**Task**
What you return must be the lines of the data that hold the word "Create".

**Entries shown**
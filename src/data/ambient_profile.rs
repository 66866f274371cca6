//! Ambient RNA expression profile aligned to a count matrix.

use crate::data::CountMatrix;
use crate::error::{AmbientError, Result};
use nalgebra::DMatrix;
use std::fs::File;
use std::io::{BufRead, BufReader};
use std::path::Path;

/// Relative abundance of each gene in the ambient (cell-free) pool.
///
/// Rows represent genes and must share identity and order with the count
/// matrix the profile is compared against. Columns are either one per
/// sample, or a single column broadcast across all samples (a profile
/// estimated once from the empty droplets of a pooled run).
///
/// Values are relative abundances on an arbitrary scale; estimation
/// normalizes each column to proportions, so the input scale does not
/// affect results.
#[derive(Debug, Clone)]
pub struct AmbientProfile {
    /// Dense profile values (genes × columns).
    data: DMatrix<f64>,
    /// Gene identifiers (row names).
    gene_ids: Vec<String>,
}

impl AmbientProfile {
    /// Create a profile from a dense matrix (genes × samples).
    pub fn from_matrix(data: DMatrix<f64>, gene_ids: Vec<String>) -> Result<Self> {
        if data.nrows() != gene_ids.len() {
            return Err(AmbientError::DimensionMismatch {
                expected: data.nrows(),
                actual: gene_ids.len(),
            });
        }
        if data.ncols() == 0 {
            return Err(AmbientError::EmptyData(
                "Ambient profile has no columns".to_string(),
            ));
        }
        for (idx, &val) in data.iter().enumerate() {
            if !val.is_finite() || val < 0.0 {
                return Err(AmbientError::InvalidValue {
                    value: val.to_string(),
                    row: idx % data.nrows(),
                    col: idx / data.nrows(),
                });
            }
        }
        Ok(Self { data, gene_ids })
    }

    /// Create a single-column profile broadcast across all samples.
    pub fn from_vector(values: Vec<f64>, gene_ids: Vec<String>) -> Result<Self> {
        let data = DMatrix::from_column_slice(values.len(), 1, &values);
        Self::from_matrix(data, gene_ids)
    }

    /// Load a profile from a TSV file.
    ///
    /// Same layout as a count matrix TSV (header row with column IDs, one
    /// gene per row), except values may be fractional. A file with a single
    /// value column yields a broadcast profile.
    pub fn from_tsv<P: AsRef<Path>>(path: P) -> Result<Self> {
        let file = File::open(path)?;
        let reader = BufReader::new(file);
        let mut lines = reader.lines();

        let header_line = lines
            .next()
            .ok_or_else(|| AmbientError::EmptyData("Empty TSV file".to_string()))??;
        let header: Vec<&str> = header_line.split('\t').collect();
        if header.len() < 2 {
            return Err(AmbientError::EmptyData(
                "TSV must have at least one value column".to_string(),
            ));
        }
        let n_cols = header.len() - 1;

        let mut gene_ids: Vec<String> = Vec::new();
        let mut values: Vec<f64> = Vec::new();

        for (row_idx, line_result) in lines.enumerate() {
            let line = line_result?;
            let fields: Vec<&str> = line.split('\t').collect();
            if fields.is_empty() {
                continue;
            }
            if fields.len() != n_cols + 1 {
                return Err(AmbientError::DimensionMismatch {
                    expected: n_cols + 1,
                    actual: fields.len(),
                });
            }
            gene_ids.push(fields[0].to_string());
            for (col_idx, value_str) in fields[1..].iter().enumerate() {
                let value: f64 =
                    value_str
                        .trim()
                        .parse()
                        .map_err(|_| AmbientError::InvalidValue {
                            value: value_str.to_string(),
                            row: row_idx,
                            col: col_idx,
                        })?;
                values.push(value);
            }
        }

        if gene_ids.is_empty() {
            return Err(AmbientError::EmptyData("No genes in TSV".to_string()));
        }

        // values were collected row-major
        let n_genes = gene_ids.len();
        let data = DMatrix::from_fn(n_genes, n_cols, |r, c| values[r * n_cols + c]);
        Self::from_matrix(data, gene_ids)
    }

    /// Number of genes (rows).
    #[inline]
    pub fn n_genes(&self) -> usize {
        self.data.nrows()
    }

    /// Number of stored columns (1 for a broadcast profile).
    #[inline]
    pub fn n_cols(&self) -> usize {
        self.data.ncols()
    }

    /// Whether a single column is broadcast across samples.
    #[inline]
    pub fn is_broadcast(&self) -> bool {
        self.data.ncols() == 1
    }

    /// Gene identifiers.
    #[inline]
    pub fn gene_ids(&self) -> &[String] {
        &self.gene_ids
    }

    /// Ambient value for a gene in a sample, resolving broadcasting.
    #[inline]
    pub fn value(&self, gene: usize, sample: usize) -> f64 {
        let col = if self.is_broadcast() { 0 } else { sample };
        self.data[(gene, col)]
    }

    /// Validate that this profile can be compared against a count matrix.
    ///
    /// The gene axes must have the same length and identical, identically
    /// ordered identifiers, and the column count must be 1 (broadcast) or
    /// equal to the number of samples. Fails fast: silent misalignment
    /// would corrupt every downstream estimate.
    pub fn check_alignment(&self, counts: &CountMatrix) -> Result<()> {
        if self.n_genes() != counts.n_genes() {
            return Err(AmbientError::DimensionMismatch {
                expected: counts.n_genes(),
                actual: self.n_genes(),
            });
        }
        for (idx, (a, b)) in self.gene_ids.iter().zip(counts.gene_ids()).enumerate() {
            if a != b {
                return Err(AmbientError::GeneMismatch(format!(
                    "gene {} is '{}' in the ambient profile but '{}' in the counts",
                    idx, a, b
                )));
            }
        }
        if !self.is_broadcast() && self.n_cols() != counts.n_samples() {
            return Err(AmbientError::DimensionMismatch {
                expected: counts.n_samples(),
                actual: self.n_cols(),
            });
        }
        Ok(())
    }

    /// Normalize a sample's profile to proportions summing to one.
    ///
    /// Returns `None` when the column has no positive signal, in which case
    /// no scaling factor is defined for that sample.
    pub fn column_proportions(&self, sample: usize) -> Option<Vec<f64>> {
        let col = if self.is_broadcast() { 0 } else { sample };
        let total: f64 = self.data.column(col).iter().sum();
        if total <= 0.0 {
            return None;
        }
        Some(self.data.column(col).iter().map(|v| v / total).collect())
    }
}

**Response to this task**
    /// Create a profile from a dense matrix (genes × samples).
    /// Create a single-column profile broadcast across all samples.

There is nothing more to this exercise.